I pay $350 for full board/care. The barn I was at before this one, was $375 for very full board/care. I ended up having to move, which I didn't want to - but the BM who was running the place left for a place of her own, and when the BM who came in and took her place, knocked the board up to $500 a month, and the care went down...so that was rediculous. No one stayed, actually the whole barn left except for the Fox Hunters.

Anyways, I pay $350, and that's cheap around here. There are far fancier places with MORE care involved, but right now I cannot afford $500 a month. 

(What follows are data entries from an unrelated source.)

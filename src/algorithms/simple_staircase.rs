//! N-down / M-up staircase with reversal tracking.
//!
//! Larger step indices are harder. `correct_to_step_down` consecutive correct
//! answers move the track by `+steps_down`; `wrong_to_step_up` consecutive
//! wrong answers move it by `-steps_up`. The threshold is the mean step at
//! which the track reversed.

use std::time::Instant;

use serde::{Deserialize, Serialize};
use tracing::{debug, warn};

use crate::algorithms::sdk::{Procedure, Reversals, RunContext, Streaks, TrialMetadata, TrialOutcome};
use crate::control::{FinalOutput, StepStatus};
use crate::error::{Error, Result};
use crate::mechanics::score;
use crate::termination::{Termination, TerminationRule};

#[derive(Clone, Copy, Debug, PartialEq, Serialize, Deserialize)]
#[serde(default)]
pub struct Config {
    pub correct_to_step_down: u32,
    pub wrong_to_step_up: u32,
    pub steps_up: i32,
    pub steps_down: i32,
    pub starting_step: i32,
    pub termination: TerminationRule,
}

impl Default for Config {
    fn default() -> Self {
        Self {
            correct_to_step_down: 2,
            wrong_to_step_up: 1,
            steps_up: 1,
            steps_down: 1,
            starting_step: 0,
            termination: TerminationRule::default(),
        }
    }
}

impl Config {
    pub fn validate(&self) -> std::result::Result<(), &'static str> {
        if self.correct_to_step_down == 0 || self.wrong_to_step_up == 0 {
            return Err("streak thresholds must be positive");
        }
        if self.steps_up == 0 || self.steps_down == 0 {
            return Err("step sizes must be nonzero");
        }
        if self.starting_step < 0 {
            return Err("starting_step must be non-negative");
        }
        self.termination.validate()
    }
}

/// A committed or rejected move, kept for inspection.
#[derive(Clone, Copy, Debug, PartialEq, Eq)]
pub struct Move {
    pub trial: u32,
    pub from: i32,
    pub diff: i32,
    pub status: StepStatus,
}

#[derive(Clone, Debug)]
pub struct SimpleStaircase {
    cfg: Config,
    termination: Termination,
    trial: u32,
    streaks: Streaks,
    step: i32,
    reversals: Reversals,
    moves: Vec<Move>,
}

impl SimpleStaircase {
    pub fn new(cfg: Config) -> Self {
        Self {
            termination: Termination::new(cfg.termination),
            trial: 0,
            streaks: Streaks::default(),
            step: cfg.starting_step,
            reversals: Reversals::default(),
            moves: Vec::new(),
            cfg,
        }
    }

    pub fn config(&self) -> &Config {
        &self.cfg
    }

    pub fn trial(&self) -> u32 {
        self.trial
    }

    pub fn step(&self) -> i32 {
        self.step
    }

    pub fn streaks(&self) -> Streaks {
        self.streaks
    }

    pub fn reversal_count(&self) -> u32 {
        self.reversals.count()
    }

    pub fn reversal_steps(&self) -> &[f64] {
        self.reversals.steps()
    }

    pub fn moves(&self) -> &[Move] {
        &self.moves
    }

    /// Mean reversal step, or the current step before any reversal.
    pub fn threshold_step(&self) -> f64 {
        score::mean_or(self.reversals.steps(), self.step as f64)
    }
}

impl Procedure for SimpleStaircase {
    fn name(&self) -> &'static str {
        "simple_staircase"
    }

    fn source_count(&self) -> usize {
        1
    }

    fn start(&mut self, ctx: &mut RunContext<'_>) -> Result<()> {
        *self = Self::new(self.cfg);
        if !ctx.controls.step_to(0, self.step).is_success() {
            return Err(Error::InvalidConfig {
                algorithm: self.name(),
                reason: "starting step could not be applied to the bound parameters",
            });
        }
        Ok(())
    }

    fn submit(&mut self, outcome: TrialOutcome, ctx: &mut RunContext<'_>) {
        self.trial += 1;
        let correct = outcome.is_correct();
        self.streaks.record(correct);

        let diff = if correct {
            (self.streaks.correct >= self.cfg.correct_to_step_down).then_some(self.cfg.steps_down)
        } else {
            (self.streaks.wrong >= self.cfg.wrong_to_step_up).then_some(-self.cfg.steps_up)
        };
        let Some(diff) = diff else {
            return;
        };

        if self.reversals.turn(diff, self.step) {
            debug!(trial = self.trial, step = self.step, reversals = self.reversals.count(), "reversal");
        }

        let status = ctx.controls.step_to(0, self.step + diff);
        self.moves.push(Move { trial: self.trial, from: self.step, diff, status });
        match status {
            StepStatus::Success => self.step += diff,
            StepStatus::OutOfBounds => {
                // A wall counts as a turn-around at the current step.
                self.reversals.record(self.step);
                warn!(trial = self.trial, step = self.step, diff, "step rejected at bound; counted as reversal");
            }
            // Already reported by the control source; treat as a failed step.
            StepStatus::TypeError => {}
        }
        self.streaks.reset();
    }

    fn arm(&mut self, now: Instant) {
        self.termination.arm(now);
    }

    fn is_done(&self, now: Instant) -> bool {
        self.termination.is_done(self.trial, self.reversals.count(), now)
    }

    fn final_output(&self, _source: usize) -> FinalOutput {
        FinalOutput::Step(self.threshold_step())
    }

    fn metadata(&self) -> TrialMetadata {
        TrialMetadata::new()
            .with("trial", self.trial)
            .with("step", self.step)
            .with("reversals", self.reversals.count())
            .with("correct_streak", self.streaks.correct)
            .with("wrong_streak", self.streaks.wrong)
    }
}
//! One-up/one-down track over a fixed number of trials.

use std::time::Instant;

use serde::{Deserialize, Serialize};
use tracing::debug;

use crate::algorithms::sdk::{Procedure, RunContext, TrialMetadata, TrialOutcome};
use crate::control::FinalOutput;
use crate::error::{Error, Result};
use crate::mechanics::score;
use crate::termination::{Termination, TerminationRule};

#[derive(Clone, Copy, Debug, PartialEq, Eq, Serialize, Deserialize)]
#[serde(default)]
pub struct Config {
    pub trials: u32,
    pub step_on_correct: i32,
    pub step_on_wrong: i32,
    pub starting_step: i32,
}

impl Default for Config {
    fn default() -> Self {
        Self { trials: 30, step_on_correct: 1, step_on_wrong: 1, starting_step: 0 }
    }
}

impl Config {
    pub fn validate(&self) -> std::result::Result<(), &'static str> {
        if self.trials == 0 {
            return Err("trials must be positive");
        }
        if self.step_on_correct == 0 || self.step_on_wrong == 0 {
            return Err("step sizes must be nonzero");
        }
        if self.starting_step < 0 {
            return Err("starting_step must be non-negative");
        }
        Ok(())
    }
}

#[derive(Clone, Debug)]
pub struct FixedTrials {
    cfg: Config,
    termination: Termination,
    step: i32,
    presented: Vec<i32>,
}

impl FixedTrials {
    pub fn new(cfg: Config) -> Self {
        Self {
            termination: Termination::new(TerminationRule::Trials(cfg.trials)),
            step: cfg.starting_step,
            presented: Vec::with_capacity(cfg.trials as usize),
            cfg,
        }
    }

    pub fn trial(&self) -> u32 {
        self.presented.len() as u32
    }

    pub fn step(&self) -> i32 {
        self.step
    }

    /// Steps presented on each trial so far.
    pub fn presented(&self) -> &[i32] {
        &self.presented
    }

    /// Mean step over the second half of the run.
    pub fn threshold_step(&self) -> f64 {
        let tail: Vec<f64> = self.presented[self.presented.len() / 2..]
            .iter()
            .map(|&s| s as f64)
            .collect();
        score::mean_or(&tail, self.step as f64)
    }
}

impl Procedure for FixedTrials {
    fn name(&self) -> &'static str {
        "fixed_trials"
    }

    fn source_count(&self) -> usize {
        1
    }

    fn start(&mut self, ctx: &mut RunContext<'_>) -> Result<()> {
        *self = Self::new(self.cfg);
        if !ctx.controls.step_to(0, self.step).is_success() {
            return Err(Error::InvalidConfig {
                algorithm: self.name(),
                reason: "starting step could not be applied to the bound parameters",
            });
        }
        Ok(())
    }

    fn submit(&mut self, outcome: TrialOutcome, ctx: &mut RunContext<'_>) {
        self.presented.push(self.step);
        let diff = if outcome.is_correct() { self.cfg.step_on_correct } else { -self.cfg.step_on_wrong };
        if self.trial() >= self.cfg.trials {
            return;
        }
        if ctx.controls.step_to(0, self.step + diff).is_success() {
            self.step += diff;
        } else {
            debug!(step = self.step, diff, "step rejected; holding");
        }
    }

    fn is_done(&self, now: Instant) -> bool {
        self.termination.is_done(self.trial(), 0, now)
    }

    fn final_output(&self, _source: usize) -> FinalOutput {
        FinalOutput::Step(self.threshold_step())
    }

    fn metadata(&self) -> TrialMetadata {
        TrialMetadata::new()
            .with("trial", self.trial())
            .with("step", self.step)
    }
}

Back on topic....my appologies, I don't mean to derail the subject at hand.


----------



## Buckcherry (Nov 18, 2010)

> _My BO wouldn't know if the barn was flooding, as again, she hasn't been out to the barn in weeks. And its like 100 yards away from her house. Not all owners are active owners, but let someone else run the property for them. But again....Shouldnt the boarders be using their brain and going, hmm...this is a lot of rain. Maybe I better check on my pony to see how they are doing. _[/QUOTE]
> 
> Yes I am getting that not all BO are active participants in their barns. I guess I just don't get why you would want to own a boarding facility if you didnt want to participate. The barns I have boarded at are totally different. I also realize it is just a business for some people and I get that.
> And I absolutly agree with the owners cleaning up after their horses when they go to the bathroom in the arena, or aisle ways. To expect the BO or workers to clean up the horses BM's all over the farm is ridiculous. I guess around here we're kind of spoiled the barns I've been at blanket and turn out 2x a day, feed, give hay, water, clean stalls and provide the feed, hay and sawdust and it's all included in one set price no extra fees for everything.
> ...


----------



## Alwaysbehind (Jul 10, 2009)

Side question that was brought up by this thread.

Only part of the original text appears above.